### REQUIREMENT
Each line of the listing below that includes "Some" must be copied.

--- START ---

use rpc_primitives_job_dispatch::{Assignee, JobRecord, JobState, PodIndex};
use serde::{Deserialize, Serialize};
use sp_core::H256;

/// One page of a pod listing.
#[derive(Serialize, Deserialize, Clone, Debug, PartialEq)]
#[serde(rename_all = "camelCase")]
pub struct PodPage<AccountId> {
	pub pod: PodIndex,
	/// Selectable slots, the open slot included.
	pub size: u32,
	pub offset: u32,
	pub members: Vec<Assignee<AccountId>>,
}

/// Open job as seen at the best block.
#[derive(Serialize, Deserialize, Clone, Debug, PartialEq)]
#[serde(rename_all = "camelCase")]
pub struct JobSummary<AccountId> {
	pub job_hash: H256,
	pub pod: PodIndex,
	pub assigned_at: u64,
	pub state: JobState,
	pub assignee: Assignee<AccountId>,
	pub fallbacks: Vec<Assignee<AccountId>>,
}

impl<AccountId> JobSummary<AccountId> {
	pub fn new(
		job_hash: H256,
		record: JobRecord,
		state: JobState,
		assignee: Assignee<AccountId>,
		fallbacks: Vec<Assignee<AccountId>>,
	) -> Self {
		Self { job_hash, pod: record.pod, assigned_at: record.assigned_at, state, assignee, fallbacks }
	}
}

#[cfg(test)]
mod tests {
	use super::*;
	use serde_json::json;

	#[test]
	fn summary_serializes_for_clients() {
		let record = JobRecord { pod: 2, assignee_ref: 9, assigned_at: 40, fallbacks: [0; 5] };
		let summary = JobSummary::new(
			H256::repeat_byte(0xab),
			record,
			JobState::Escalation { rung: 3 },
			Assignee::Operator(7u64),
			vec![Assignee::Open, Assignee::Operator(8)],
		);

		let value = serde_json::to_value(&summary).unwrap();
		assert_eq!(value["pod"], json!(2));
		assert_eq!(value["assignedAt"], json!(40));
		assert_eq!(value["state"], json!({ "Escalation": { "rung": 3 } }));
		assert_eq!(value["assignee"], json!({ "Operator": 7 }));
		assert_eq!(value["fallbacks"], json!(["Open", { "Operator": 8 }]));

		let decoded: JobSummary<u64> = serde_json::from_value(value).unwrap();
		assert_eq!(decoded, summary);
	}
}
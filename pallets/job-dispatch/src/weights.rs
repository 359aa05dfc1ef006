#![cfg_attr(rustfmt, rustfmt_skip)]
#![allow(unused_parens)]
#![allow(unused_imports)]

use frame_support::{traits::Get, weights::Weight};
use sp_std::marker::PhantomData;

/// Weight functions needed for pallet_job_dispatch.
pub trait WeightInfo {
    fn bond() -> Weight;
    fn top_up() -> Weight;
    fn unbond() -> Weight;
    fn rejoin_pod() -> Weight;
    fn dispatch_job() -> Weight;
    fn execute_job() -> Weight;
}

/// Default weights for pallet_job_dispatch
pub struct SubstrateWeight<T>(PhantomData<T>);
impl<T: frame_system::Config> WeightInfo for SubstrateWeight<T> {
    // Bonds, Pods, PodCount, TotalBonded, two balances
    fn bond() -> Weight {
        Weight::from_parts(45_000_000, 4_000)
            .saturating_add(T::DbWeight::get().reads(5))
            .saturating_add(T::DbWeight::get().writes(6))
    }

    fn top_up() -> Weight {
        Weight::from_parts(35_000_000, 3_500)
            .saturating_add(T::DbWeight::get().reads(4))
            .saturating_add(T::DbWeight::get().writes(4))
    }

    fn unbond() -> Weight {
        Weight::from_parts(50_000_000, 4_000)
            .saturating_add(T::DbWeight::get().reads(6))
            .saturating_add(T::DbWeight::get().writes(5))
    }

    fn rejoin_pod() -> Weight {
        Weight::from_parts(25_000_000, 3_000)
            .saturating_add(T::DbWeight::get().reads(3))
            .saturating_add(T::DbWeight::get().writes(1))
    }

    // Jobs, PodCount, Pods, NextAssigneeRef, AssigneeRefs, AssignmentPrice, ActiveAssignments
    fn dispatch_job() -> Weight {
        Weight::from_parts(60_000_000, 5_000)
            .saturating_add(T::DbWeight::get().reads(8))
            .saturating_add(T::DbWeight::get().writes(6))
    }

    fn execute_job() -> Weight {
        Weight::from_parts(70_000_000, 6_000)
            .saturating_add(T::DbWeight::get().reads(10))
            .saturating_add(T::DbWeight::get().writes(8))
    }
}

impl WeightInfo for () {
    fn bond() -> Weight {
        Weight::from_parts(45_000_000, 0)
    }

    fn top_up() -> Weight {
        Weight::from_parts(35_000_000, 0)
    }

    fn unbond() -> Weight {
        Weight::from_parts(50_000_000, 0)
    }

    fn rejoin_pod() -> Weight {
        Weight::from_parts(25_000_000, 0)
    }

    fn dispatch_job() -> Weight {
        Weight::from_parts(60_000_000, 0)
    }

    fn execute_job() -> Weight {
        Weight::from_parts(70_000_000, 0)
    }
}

--- END ---
--- START ---

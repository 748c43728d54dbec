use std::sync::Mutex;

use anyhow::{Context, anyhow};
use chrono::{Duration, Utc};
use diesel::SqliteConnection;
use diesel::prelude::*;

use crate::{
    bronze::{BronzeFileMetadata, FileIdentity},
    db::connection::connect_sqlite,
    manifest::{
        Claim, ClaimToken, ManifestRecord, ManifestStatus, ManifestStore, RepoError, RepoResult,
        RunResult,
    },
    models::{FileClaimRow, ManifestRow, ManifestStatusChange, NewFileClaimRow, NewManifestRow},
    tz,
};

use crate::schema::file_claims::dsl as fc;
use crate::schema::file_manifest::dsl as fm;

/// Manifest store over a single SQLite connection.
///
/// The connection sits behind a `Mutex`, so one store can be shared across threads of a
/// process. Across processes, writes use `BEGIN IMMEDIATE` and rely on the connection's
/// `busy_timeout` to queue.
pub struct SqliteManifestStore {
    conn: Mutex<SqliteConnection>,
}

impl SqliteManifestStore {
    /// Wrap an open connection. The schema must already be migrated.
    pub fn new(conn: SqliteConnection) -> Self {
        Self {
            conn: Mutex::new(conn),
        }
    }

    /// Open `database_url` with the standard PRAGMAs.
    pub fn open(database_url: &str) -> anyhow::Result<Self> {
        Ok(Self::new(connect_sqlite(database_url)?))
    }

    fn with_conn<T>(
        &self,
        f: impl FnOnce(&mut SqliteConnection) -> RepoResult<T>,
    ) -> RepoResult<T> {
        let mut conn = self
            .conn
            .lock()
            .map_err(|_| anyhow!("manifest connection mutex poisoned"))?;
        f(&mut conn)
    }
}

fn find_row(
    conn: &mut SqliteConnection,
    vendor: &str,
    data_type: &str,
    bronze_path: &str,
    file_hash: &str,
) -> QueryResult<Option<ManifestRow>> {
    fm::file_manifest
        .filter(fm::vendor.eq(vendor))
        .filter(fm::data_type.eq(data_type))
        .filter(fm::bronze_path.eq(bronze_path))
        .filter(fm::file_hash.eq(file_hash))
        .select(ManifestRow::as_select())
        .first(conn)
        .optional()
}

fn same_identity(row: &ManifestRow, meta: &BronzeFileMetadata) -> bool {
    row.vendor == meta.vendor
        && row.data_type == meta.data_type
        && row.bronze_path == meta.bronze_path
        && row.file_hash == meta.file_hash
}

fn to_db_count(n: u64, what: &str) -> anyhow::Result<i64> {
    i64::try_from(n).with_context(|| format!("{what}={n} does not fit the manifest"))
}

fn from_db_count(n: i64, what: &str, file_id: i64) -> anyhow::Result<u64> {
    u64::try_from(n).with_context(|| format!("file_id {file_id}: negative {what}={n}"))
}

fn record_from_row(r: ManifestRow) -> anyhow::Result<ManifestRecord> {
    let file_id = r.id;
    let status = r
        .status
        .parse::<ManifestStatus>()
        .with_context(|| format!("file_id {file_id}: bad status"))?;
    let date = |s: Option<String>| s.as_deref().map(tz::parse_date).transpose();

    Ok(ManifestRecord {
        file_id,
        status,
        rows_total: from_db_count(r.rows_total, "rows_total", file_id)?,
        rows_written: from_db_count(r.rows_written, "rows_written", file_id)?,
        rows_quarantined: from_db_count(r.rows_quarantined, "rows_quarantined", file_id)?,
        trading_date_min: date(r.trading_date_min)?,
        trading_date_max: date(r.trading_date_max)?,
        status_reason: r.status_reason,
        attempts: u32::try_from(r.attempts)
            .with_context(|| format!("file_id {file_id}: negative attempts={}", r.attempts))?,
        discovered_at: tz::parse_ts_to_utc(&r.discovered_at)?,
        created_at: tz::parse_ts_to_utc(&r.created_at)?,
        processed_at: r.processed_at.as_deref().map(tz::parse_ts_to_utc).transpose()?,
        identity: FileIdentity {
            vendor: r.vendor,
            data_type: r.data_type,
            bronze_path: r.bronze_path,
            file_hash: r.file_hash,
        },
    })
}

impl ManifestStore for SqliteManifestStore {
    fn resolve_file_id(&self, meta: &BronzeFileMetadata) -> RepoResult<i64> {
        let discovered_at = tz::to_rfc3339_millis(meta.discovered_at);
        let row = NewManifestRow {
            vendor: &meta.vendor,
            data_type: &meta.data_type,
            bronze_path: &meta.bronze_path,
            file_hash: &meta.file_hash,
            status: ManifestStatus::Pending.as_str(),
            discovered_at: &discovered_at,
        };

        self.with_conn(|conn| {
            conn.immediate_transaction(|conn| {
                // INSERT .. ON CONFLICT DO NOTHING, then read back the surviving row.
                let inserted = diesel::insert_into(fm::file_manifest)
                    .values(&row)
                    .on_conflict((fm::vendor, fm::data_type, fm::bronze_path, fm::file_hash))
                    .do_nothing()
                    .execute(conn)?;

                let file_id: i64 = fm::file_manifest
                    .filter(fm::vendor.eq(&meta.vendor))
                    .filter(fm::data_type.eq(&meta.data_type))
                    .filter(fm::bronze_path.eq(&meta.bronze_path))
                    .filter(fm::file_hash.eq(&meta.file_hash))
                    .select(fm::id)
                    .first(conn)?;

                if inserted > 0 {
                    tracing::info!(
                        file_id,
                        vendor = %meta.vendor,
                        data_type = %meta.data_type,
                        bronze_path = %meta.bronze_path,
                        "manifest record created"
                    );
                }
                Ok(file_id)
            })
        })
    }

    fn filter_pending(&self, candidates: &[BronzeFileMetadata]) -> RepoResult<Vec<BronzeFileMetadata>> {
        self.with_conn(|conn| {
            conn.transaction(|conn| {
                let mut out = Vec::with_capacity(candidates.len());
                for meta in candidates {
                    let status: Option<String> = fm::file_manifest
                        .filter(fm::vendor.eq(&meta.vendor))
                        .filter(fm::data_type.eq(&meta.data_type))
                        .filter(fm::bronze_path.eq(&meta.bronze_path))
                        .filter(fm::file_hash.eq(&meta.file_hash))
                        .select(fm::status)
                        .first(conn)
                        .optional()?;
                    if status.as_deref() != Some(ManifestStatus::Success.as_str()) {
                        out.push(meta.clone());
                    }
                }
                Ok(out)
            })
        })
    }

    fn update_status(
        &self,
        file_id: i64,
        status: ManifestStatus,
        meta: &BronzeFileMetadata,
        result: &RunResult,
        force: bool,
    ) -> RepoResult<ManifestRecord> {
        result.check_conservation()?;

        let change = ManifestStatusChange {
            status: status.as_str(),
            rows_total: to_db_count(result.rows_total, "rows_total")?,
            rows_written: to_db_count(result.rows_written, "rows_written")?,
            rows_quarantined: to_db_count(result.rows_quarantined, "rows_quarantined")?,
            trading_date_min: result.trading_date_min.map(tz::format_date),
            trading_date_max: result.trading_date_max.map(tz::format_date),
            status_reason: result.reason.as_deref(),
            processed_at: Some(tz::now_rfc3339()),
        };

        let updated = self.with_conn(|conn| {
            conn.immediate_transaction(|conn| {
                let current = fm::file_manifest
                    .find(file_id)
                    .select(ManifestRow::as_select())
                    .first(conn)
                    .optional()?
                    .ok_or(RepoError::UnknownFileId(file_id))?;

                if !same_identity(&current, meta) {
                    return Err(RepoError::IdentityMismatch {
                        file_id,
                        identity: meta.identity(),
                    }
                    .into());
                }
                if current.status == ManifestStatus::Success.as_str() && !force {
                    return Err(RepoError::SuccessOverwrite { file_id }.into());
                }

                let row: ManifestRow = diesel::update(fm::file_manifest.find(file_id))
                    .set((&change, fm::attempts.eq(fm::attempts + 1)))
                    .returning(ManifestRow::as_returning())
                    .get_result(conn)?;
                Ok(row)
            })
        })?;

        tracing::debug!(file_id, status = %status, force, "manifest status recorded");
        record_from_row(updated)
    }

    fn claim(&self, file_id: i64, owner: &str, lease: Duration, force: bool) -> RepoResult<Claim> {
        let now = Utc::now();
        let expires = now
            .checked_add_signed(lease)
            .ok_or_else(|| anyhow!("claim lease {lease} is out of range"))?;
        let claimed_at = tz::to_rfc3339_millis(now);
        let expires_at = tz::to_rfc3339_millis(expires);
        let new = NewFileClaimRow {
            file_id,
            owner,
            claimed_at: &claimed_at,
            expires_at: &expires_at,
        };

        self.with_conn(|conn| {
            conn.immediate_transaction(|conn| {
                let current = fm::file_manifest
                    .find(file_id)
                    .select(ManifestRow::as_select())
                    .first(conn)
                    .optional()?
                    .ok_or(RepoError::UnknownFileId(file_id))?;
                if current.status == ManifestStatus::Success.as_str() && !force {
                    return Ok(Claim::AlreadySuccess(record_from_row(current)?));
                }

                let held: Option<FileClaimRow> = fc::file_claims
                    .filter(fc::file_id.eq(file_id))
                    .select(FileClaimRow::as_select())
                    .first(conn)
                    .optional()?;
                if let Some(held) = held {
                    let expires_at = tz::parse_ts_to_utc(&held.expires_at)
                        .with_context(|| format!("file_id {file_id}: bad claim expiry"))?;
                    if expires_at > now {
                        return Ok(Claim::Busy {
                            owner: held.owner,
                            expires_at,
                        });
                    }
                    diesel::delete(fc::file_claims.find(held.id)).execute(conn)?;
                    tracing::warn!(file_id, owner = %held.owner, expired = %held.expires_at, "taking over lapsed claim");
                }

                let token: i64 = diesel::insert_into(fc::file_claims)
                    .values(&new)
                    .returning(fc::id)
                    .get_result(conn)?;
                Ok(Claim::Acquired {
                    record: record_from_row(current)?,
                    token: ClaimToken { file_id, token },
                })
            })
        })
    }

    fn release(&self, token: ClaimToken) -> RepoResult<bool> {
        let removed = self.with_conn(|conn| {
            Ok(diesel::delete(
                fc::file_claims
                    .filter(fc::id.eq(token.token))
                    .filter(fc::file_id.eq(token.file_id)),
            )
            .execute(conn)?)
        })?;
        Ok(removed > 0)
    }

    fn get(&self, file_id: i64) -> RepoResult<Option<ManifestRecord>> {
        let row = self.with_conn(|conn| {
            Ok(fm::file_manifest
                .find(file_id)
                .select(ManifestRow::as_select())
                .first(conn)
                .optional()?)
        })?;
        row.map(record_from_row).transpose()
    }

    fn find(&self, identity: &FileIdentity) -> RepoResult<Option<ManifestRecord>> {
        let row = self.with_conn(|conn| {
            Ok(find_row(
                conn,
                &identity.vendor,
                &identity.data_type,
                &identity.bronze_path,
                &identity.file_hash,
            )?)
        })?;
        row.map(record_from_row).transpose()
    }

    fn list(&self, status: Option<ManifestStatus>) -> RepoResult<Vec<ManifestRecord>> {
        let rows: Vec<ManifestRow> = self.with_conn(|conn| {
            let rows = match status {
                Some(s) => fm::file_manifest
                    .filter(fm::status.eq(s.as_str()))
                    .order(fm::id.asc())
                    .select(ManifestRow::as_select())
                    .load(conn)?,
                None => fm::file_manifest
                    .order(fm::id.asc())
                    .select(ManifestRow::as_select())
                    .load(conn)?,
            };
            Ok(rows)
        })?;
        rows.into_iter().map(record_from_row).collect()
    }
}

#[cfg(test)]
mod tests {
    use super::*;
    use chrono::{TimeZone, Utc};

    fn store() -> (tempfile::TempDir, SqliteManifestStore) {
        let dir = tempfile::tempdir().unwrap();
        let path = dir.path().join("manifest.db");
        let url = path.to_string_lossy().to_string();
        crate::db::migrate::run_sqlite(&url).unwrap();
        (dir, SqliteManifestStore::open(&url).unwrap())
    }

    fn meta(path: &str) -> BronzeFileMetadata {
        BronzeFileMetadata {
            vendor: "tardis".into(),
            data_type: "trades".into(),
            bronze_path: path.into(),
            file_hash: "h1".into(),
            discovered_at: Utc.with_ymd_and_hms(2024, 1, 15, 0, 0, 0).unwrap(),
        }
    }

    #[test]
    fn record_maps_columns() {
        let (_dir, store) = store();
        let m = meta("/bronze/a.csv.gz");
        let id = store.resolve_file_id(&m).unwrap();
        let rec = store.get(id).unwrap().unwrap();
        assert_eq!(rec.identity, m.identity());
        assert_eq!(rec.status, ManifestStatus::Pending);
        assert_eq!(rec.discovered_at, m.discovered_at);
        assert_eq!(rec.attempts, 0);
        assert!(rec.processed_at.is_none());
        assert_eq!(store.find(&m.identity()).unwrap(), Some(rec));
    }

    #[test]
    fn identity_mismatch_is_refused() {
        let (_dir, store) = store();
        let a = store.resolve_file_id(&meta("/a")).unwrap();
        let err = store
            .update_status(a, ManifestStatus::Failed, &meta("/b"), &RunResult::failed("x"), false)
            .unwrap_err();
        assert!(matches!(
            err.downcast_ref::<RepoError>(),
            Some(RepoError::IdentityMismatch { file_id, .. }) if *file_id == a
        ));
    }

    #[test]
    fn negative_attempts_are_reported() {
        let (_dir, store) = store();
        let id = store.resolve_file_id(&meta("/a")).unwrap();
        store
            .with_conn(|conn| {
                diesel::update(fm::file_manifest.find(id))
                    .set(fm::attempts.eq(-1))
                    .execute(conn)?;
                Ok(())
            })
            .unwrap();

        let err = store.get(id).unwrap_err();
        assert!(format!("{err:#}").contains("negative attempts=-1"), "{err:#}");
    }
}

--- END ---

### ANSWER TO THIS TASK
                    if status.as_deref() != Some(ManifestStatus::Success.as_str()) {
            processed_at: Some(tz::now_rfc3339()),
                if let Some(held) = held {
                Some(s) => fm::file_manifest
        assert_eq!(store.find(&m.identity()).unwrap(), Some(rec));
            Some(RepoError::IdentityMismatch { file_id, .. }) if *file_id == a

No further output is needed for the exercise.